Dataset entries:
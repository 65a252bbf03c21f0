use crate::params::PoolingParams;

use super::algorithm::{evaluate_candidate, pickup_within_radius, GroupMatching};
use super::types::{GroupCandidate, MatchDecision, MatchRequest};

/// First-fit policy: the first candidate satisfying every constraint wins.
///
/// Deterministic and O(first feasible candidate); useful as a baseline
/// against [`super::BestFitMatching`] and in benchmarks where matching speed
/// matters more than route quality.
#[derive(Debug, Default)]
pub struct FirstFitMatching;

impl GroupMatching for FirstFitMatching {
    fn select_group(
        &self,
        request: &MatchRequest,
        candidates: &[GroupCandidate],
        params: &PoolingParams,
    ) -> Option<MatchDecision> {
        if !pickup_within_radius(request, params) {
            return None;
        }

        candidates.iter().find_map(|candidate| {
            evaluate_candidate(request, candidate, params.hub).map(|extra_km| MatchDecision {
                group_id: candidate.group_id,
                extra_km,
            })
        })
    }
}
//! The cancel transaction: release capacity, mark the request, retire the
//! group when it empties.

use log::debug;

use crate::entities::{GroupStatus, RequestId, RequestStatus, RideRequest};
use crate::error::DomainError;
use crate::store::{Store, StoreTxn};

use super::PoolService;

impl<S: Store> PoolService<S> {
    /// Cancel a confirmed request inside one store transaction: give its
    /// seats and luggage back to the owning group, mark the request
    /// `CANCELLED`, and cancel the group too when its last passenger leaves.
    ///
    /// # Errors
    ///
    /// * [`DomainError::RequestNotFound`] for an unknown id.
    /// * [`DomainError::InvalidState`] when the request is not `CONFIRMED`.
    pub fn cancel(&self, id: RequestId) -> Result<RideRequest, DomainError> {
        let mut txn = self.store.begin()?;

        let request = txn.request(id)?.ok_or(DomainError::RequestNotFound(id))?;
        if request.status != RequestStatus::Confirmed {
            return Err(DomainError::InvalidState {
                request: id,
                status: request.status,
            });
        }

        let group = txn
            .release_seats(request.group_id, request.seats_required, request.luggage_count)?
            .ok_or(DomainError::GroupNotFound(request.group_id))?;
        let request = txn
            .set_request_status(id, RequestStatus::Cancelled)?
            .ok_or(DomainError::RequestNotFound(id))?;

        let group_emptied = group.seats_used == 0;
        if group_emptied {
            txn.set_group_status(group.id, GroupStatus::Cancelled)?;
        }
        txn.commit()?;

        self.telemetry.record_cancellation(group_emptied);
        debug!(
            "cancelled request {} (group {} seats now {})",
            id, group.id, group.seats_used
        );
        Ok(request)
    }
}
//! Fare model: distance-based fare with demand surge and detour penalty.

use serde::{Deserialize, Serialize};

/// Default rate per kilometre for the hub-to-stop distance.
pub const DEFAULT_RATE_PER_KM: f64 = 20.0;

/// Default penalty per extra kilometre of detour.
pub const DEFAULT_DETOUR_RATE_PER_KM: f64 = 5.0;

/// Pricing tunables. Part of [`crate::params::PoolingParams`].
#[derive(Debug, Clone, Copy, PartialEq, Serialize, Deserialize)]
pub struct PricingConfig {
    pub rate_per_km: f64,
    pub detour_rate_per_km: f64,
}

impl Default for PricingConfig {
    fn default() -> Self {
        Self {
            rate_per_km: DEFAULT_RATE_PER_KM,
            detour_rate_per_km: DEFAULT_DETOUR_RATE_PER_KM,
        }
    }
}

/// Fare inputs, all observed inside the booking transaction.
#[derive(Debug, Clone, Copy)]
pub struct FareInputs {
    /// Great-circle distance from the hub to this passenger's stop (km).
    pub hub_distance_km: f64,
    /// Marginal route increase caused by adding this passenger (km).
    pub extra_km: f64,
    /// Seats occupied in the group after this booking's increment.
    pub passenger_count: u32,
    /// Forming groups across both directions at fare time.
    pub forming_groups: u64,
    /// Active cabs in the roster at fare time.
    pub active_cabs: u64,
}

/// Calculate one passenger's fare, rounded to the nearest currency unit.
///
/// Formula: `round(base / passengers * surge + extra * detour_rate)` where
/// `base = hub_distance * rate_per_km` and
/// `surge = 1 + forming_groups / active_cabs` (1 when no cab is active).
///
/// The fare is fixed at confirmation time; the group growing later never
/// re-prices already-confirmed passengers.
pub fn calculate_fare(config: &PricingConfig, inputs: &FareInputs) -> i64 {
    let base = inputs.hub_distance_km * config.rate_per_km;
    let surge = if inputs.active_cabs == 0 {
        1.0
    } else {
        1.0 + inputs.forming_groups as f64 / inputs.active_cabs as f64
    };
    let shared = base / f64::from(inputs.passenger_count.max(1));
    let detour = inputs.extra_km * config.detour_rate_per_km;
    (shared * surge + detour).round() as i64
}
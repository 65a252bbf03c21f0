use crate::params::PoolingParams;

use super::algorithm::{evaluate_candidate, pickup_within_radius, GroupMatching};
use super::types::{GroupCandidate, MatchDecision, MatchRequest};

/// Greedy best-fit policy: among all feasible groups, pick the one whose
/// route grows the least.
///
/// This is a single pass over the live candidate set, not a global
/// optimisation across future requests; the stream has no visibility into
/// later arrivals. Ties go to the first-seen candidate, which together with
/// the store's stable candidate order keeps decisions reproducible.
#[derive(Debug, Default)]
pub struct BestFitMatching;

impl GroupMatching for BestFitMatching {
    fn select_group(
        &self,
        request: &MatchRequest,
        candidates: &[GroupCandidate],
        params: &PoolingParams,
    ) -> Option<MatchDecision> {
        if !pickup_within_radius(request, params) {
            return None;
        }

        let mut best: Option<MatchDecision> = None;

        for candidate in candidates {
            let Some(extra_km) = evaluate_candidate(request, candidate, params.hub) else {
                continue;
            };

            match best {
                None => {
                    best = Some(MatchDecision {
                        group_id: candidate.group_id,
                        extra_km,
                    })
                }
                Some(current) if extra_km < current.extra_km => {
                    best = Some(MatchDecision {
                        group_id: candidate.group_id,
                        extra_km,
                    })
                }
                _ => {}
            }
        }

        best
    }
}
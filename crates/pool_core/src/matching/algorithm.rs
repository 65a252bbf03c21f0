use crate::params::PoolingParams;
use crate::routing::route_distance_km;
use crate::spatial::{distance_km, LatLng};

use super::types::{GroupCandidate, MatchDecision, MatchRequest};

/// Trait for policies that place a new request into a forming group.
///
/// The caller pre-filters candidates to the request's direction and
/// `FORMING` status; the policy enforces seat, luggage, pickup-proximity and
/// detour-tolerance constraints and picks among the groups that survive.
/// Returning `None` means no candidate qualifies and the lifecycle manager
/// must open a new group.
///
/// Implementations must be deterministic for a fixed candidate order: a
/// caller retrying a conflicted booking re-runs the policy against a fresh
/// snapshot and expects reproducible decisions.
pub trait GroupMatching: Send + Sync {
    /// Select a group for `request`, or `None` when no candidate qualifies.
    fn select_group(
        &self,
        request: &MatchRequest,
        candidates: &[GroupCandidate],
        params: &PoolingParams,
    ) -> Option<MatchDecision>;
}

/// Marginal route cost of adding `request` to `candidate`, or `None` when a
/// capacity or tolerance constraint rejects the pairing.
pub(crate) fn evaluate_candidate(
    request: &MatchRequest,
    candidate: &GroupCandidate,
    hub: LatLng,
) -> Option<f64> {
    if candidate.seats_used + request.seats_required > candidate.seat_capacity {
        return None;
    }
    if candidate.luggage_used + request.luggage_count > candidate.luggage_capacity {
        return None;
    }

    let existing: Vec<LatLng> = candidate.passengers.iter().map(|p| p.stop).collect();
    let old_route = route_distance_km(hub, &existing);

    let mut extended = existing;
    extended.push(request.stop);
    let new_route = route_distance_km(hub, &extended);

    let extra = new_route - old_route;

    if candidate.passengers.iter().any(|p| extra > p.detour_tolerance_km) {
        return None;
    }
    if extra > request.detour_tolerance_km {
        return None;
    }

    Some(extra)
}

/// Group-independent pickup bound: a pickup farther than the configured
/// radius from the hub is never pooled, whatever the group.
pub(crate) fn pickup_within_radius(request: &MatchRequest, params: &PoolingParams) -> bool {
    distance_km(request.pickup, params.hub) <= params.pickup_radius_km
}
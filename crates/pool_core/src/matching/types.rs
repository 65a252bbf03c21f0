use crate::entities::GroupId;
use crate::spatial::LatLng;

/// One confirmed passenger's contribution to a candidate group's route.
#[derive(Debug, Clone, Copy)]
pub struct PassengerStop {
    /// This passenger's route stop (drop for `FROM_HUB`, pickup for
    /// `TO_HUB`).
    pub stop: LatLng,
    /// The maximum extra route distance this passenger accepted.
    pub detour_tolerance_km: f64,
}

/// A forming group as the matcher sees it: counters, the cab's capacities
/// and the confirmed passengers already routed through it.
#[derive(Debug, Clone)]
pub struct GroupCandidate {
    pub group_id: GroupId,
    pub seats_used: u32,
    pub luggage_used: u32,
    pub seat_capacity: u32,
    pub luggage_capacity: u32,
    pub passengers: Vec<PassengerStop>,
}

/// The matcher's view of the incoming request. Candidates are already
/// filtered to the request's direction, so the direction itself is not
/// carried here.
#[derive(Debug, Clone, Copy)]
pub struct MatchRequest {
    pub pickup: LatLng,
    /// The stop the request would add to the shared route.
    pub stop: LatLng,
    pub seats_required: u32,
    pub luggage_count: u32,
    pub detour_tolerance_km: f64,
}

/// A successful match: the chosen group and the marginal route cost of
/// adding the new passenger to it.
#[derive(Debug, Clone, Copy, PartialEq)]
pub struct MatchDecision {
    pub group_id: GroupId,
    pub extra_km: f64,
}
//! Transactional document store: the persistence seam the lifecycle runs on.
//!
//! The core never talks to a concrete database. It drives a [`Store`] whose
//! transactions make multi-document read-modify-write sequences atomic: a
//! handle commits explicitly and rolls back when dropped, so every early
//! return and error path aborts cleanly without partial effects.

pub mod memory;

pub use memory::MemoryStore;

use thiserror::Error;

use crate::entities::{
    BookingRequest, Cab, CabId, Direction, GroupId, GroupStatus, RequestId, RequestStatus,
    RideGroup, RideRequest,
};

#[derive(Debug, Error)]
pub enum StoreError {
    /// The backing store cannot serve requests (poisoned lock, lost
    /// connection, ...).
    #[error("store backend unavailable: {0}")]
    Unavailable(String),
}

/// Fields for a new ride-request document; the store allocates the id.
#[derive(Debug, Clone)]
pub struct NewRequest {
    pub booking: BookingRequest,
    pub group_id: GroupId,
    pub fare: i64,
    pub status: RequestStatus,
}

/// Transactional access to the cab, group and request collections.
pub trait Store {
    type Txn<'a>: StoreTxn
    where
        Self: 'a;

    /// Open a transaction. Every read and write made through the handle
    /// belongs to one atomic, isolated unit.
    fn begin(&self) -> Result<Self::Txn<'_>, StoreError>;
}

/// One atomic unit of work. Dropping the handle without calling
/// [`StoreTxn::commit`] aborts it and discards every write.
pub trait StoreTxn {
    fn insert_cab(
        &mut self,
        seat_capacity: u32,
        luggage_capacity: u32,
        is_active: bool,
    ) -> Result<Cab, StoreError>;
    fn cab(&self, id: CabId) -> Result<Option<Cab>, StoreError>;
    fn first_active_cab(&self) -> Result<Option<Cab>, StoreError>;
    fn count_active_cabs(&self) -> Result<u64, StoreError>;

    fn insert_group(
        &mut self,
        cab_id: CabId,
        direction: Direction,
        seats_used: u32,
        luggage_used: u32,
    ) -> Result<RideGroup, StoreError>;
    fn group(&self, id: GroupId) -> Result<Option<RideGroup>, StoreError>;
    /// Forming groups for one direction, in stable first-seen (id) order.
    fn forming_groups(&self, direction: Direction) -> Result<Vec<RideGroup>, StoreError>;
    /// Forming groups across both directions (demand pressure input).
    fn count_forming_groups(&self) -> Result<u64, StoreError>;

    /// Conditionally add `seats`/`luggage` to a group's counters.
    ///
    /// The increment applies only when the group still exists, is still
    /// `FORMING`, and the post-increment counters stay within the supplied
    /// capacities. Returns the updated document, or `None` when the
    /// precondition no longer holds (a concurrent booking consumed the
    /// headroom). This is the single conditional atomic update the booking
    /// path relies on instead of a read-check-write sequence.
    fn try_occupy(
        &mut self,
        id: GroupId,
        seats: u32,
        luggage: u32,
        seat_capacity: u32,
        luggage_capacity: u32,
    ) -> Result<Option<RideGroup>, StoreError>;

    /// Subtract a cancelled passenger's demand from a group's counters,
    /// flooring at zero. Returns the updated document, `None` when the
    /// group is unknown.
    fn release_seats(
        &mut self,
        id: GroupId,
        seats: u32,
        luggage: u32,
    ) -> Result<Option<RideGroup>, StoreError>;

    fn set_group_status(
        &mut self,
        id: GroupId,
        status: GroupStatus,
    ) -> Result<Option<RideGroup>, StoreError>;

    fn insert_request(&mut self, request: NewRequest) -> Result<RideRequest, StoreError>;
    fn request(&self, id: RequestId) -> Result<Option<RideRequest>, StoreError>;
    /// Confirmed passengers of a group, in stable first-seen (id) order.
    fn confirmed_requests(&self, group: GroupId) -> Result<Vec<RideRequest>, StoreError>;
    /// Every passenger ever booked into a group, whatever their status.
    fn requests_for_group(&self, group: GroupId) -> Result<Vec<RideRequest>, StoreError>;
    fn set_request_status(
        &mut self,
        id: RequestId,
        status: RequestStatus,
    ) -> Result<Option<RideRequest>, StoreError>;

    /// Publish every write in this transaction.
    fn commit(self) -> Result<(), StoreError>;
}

> _What to produce_: Check each line in the records above for the word "RequestNotFound". Return those that have it.

> _Output below_:
    /// * [`DomainError::RequestNotFound`] for an unknown id.
        let request = txn.request(id)?.ok_or(DomainError::RequestNotFound(id))?;
            .ok_or(DomainError::RequestNotFound(id))?;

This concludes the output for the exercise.